#### Records from a dataset
== Segment start ==
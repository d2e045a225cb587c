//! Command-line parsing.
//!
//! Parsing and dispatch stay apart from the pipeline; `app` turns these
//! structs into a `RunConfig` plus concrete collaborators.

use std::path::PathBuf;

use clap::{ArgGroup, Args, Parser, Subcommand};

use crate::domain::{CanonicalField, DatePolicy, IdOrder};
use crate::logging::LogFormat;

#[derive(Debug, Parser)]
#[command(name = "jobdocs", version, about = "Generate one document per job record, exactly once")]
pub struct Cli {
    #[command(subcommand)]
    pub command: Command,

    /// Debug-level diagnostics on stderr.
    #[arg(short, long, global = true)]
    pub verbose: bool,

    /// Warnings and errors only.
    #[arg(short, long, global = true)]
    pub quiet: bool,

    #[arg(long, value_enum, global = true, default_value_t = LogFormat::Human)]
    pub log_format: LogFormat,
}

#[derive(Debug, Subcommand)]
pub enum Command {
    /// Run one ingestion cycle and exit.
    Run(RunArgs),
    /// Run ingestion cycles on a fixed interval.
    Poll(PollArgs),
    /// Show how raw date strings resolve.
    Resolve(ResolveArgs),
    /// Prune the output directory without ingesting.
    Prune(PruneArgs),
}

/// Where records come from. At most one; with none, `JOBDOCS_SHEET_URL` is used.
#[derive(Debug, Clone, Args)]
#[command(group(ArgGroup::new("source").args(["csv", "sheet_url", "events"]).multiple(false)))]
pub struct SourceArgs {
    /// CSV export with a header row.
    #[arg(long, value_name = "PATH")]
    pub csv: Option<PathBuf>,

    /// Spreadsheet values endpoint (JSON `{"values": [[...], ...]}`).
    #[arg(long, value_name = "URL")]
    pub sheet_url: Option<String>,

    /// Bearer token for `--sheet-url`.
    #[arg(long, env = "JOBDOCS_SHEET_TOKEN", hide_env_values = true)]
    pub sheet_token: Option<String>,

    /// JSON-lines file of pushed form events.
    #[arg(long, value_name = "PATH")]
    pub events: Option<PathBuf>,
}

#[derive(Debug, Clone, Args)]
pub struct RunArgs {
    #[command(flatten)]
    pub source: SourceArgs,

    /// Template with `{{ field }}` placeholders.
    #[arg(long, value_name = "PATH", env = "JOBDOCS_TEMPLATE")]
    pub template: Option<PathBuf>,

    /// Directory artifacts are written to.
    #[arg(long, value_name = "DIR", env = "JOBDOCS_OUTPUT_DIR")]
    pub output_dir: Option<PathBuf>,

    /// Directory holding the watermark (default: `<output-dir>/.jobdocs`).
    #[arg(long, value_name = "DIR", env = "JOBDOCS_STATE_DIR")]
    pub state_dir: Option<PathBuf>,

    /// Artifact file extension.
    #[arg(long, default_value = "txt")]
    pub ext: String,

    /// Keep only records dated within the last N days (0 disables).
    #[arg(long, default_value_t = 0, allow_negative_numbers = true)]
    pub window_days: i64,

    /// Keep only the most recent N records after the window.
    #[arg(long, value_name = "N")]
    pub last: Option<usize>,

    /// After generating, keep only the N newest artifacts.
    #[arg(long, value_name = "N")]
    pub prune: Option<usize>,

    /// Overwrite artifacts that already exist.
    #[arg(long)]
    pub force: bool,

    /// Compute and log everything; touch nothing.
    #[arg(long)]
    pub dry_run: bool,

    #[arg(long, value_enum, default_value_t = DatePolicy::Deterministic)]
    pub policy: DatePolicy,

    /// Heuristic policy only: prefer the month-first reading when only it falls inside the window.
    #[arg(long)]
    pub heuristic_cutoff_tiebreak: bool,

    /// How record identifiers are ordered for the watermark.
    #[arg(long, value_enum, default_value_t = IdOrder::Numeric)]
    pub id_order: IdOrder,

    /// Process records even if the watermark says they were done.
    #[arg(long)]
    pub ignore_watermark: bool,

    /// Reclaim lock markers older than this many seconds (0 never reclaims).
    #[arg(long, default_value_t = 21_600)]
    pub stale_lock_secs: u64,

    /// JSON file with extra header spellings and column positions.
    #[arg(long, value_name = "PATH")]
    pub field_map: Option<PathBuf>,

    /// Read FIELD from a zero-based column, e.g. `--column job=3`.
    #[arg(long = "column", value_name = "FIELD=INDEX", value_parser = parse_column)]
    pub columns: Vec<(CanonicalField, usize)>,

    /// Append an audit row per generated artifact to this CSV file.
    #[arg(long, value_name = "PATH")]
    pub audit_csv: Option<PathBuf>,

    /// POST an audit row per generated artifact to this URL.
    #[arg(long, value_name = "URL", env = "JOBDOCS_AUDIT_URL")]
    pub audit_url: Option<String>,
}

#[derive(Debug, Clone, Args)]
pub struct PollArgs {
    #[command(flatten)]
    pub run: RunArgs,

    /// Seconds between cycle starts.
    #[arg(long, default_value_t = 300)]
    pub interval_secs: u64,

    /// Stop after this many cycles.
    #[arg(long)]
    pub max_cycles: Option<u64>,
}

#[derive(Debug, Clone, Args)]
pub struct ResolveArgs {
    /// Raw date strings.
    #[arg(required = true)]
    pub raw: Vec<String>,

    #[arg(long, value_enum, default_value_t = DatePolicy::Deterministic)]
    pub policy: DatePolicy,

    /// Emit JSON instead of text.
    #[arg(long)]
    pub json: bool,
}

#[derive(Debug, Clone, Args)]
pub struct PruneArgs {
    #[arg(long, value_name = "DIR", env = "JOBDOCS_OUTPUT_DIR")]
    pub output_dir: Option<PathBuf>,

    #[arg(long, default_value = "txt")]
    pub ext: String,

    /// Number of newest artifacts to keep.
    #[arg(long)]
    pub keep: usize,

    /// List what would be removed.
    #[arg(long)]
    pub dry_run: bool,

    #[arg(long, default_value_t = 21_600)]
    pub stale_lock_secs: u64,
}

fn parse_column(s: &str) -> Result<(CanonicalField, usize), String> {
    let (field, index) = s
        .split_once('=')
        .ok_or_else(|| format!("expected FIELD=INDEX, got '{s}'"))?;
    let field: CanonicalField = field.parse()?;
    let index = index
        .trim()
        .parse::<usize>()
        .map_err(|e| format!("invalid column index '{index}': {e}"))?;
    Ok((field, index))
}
== Segment end ==
Retype every line of the data, keeping each one exactly as it is.

#### COMPLETED TASK
repository d2e045a225cb587c
//! Command-line parsing.
//!
//! Parsing and dispatch stay apart from the pipeline; `app` turns these
//! structs into a `RunConfig` plus concrete collaborators.

use std::path::PathBuf;

use clap::{ArgGroup, Args, Parser, Subcommand};

use crate::domain::{CanonicalField, DatePolicy, IdOrder};
use crate::logging::LogFormat;

#[derive(Debug, Parser)]
#[command(name = "jobdocs", version, about = "Generate one document per job record, exactly once")]
pub struct Cli {
    #[command(subcommand)]
    pub command: Command,

    /// Debug-level diagnostics on stderr.
    #[arg(short, long, global = true)]
    pub verbose: bool,

    /// Warnings and errors only.
    #[arg(short, long, global = true)]
    pub quiet: bool,

    #[arg(long, value_enum, global = true, default_value_t = LogFormat::Human)]
    pub log_format: LogFormat,
}

#[derive(Debug, Subcommand)]
pub enum Command {
    /// Run one ingestion cycle and exit.
    Run(RunArgs),
    /// Run ingestion cycles on a fixed interval.
    Poll(PollArgs),
    /// Show how raw date strings resolve.
    Resolve(ResolveArgs),
    /// Prune the output directory without ingesting.
    Prune(PruneArgs),
}

/// Where records come from. At most one; with none, `JOBDOCS_SHEET_URL` is used.
#[derive(Debug, Clone, Args)]
#[command(group(ArgGroup::new("source").args(["csv", "sheet_url", "events"]).multiple(false)))]
pub struct SourceArgs {
    /// CSV export with a header row.
    #[arg(long, value_name = "PATH")]
    pub csv: Option<PathBuf>,

    /// Spreadsheet values endpoint (JSON `{"values": [[...], ...]}`).
    #[arg(long, value_name = "URL")]
    pub sheet_url: Option<String>,

    /// Bearer token for `--sheet-url`.
    #[arg(long, env = "JOBDOCS_SHEET_TOKEN", hide_env_values = true)]
    pub sheet_token: Option<String>,

    /// JSON-lines file of pushed form events.
    #[arg(long, value_name = "PATH")]
    pub events: Option<PathBuf>,
}

#[derive(Debug, Clone, Args)]
pub struct RunArgs {
    #[command(flatten)]
    pub source: SourceArgs,

    /// Template with `{{ field }}` placeholders.
    #[arg(long, value_name = "PATH", env = "JOBDOCS_TEMPLATE")]
    pub template: Option<PathBuf>,

    /// Directory artifacts are written to.
    #[arg(long, value_name = "DIR", env = "JOBDOCS_OUTPUT_DIR")]
    pub output_dir: Option<PathBuf>,

    /// Directory holding the watermark (default: `<output-dir>/.jobdocs`).
    #[arg(long, value_name = "DIR", env = "JOBDOCS_STATE_DIR")]
    pub state_dir: Option<PathBuf>,

    /// Artifact file extension.
    #[arg(long, default_value = "txt")]
    pub ext: String,

    /// Keep only records dated within the last N days (0 disables).
    #[arg(long, default_value_t = 0, allow_negative_numbers = true)]
    pub window_days: i64,

    /// Keep only the most recent N records after the window.
    #[arg(long, value_name = "N")]
    pub last: Option<usize>,

    /// After generating, keep only the N newest artifacts.
    #[arg(long, value_name = "N")]
    pub prune: Option<usize>,

    /// Overwrite artifacts that already exist.
    #[arg(long)]
    pub force: bool,

    /// Compute and log everything; touch nothing.
    #[arg(long)]
    pub dry_run: bool,

    #[arg(long, value_enum, default_value_t = DatePolicy::Deterministic)]
    pub policy: DatePolicy,

    /// Heuristic policy only: prefer the month-first reading when only it falls inside the window.
    #[arg(long)]
    pub heuristic_cutoff_tiebreak: bool,

    /// How record identifiers are ordered for the watermark.
    #[arg(long, value_enum, default_value_t = IdOrder::Numeric)]
    pub id_order: IdOrder,

    /// Process records even if the watermark says they were done.
    #[arg(long)]
    pub ignore_watermark: bool,

    /// Reclaim lock markers older than this many seconds (0 never reclaims).
    #[arg(long, default_value_t = 21_600)]
    pub stale_lock_secs: u64,

    /// JSON file with extra header spellings and column positions.
    #[arg(long, value_name = "PATH")]
    pub field_map: Option<PathBuf>,

    /// Read FIELD from a zero-based column, e.g. `--column job=3`.
    #[arg(long = "column", value_name = "FIELD=INDEX", value_parser = parse_column)]
    pub columns: Vec<(CanonicalField, usize)>,

    /// Append an audit row per generated artifact to this CSV file.
    #[arg(long, value_name = "PATH")]
    pub audit_csv: Option<PathBuf>,

    /// POST an audit row per generated artifact to this URL.
    #[arg(long, value_name = "URL", env = "JOBDOCS_AUDIT_URL")]
    pub audit_url: Option<String>,
}

#[derive(Debug, Clone, Args)]
pub struct PollArgs {
    #[command(flatten)]
    pub run: RunArgs,

    /// Seconds between cycle starts.
    #[arg(long, default_value_t = 300)]
    pub interval_secs: u64,

    /// Stop after this many cycles.
    #[arg(long)]
    pub max_cycles: Option<u64>,
}

#[derive(Debug, Clone, Args)]
pub struct ResolveArgs {
    /// Raw date strings.
    #[arg(required = true)]
    pub raw: Vec<String>,

    #[arg(long, value_enum, default_value_t = DatePolicy::Deterministic)]
    pub policy: DatePolicy,

    /// Emit JSON instead of text.
    #[arg(long)]
    pub json: bool,
}

#[derive(Debug, Clone, Args)]
pub struct PruneArgs {
    #[arg(long, value_name = "DIR", env = "JOBDOCS_OUTPUT_DIR")]
    pub output_dir: Option<PathBuf>,

    #[arg(long, default_value = "txt")]
    pub ext: String,

    /// Number of newest artifacts to keep.
    #[arg(long)]
    pub keep: usize,

    /// List what would be removed.
    #[arg(long)]
    pub dry_run: bool,

    #[arg(long, default_value_t = 21_600)]
    pub stale_lock_secs: u64,
}

fn parse_column(s: &str) -> Result<(CanonicalField, usize), String> {
    let (field, index) = s
        .split_once('=')
        .ok_or_else(|| format!("expected FIELD=INDEX, got '{s}'"))?;
    let field: CanonicalField = field.parse()?;
    let index = index
        .trim()
        .parse::<usize>()
        .map_err(|e| format!("invalid column index '{index}': {e}"))?;
    Ok((field, index))
}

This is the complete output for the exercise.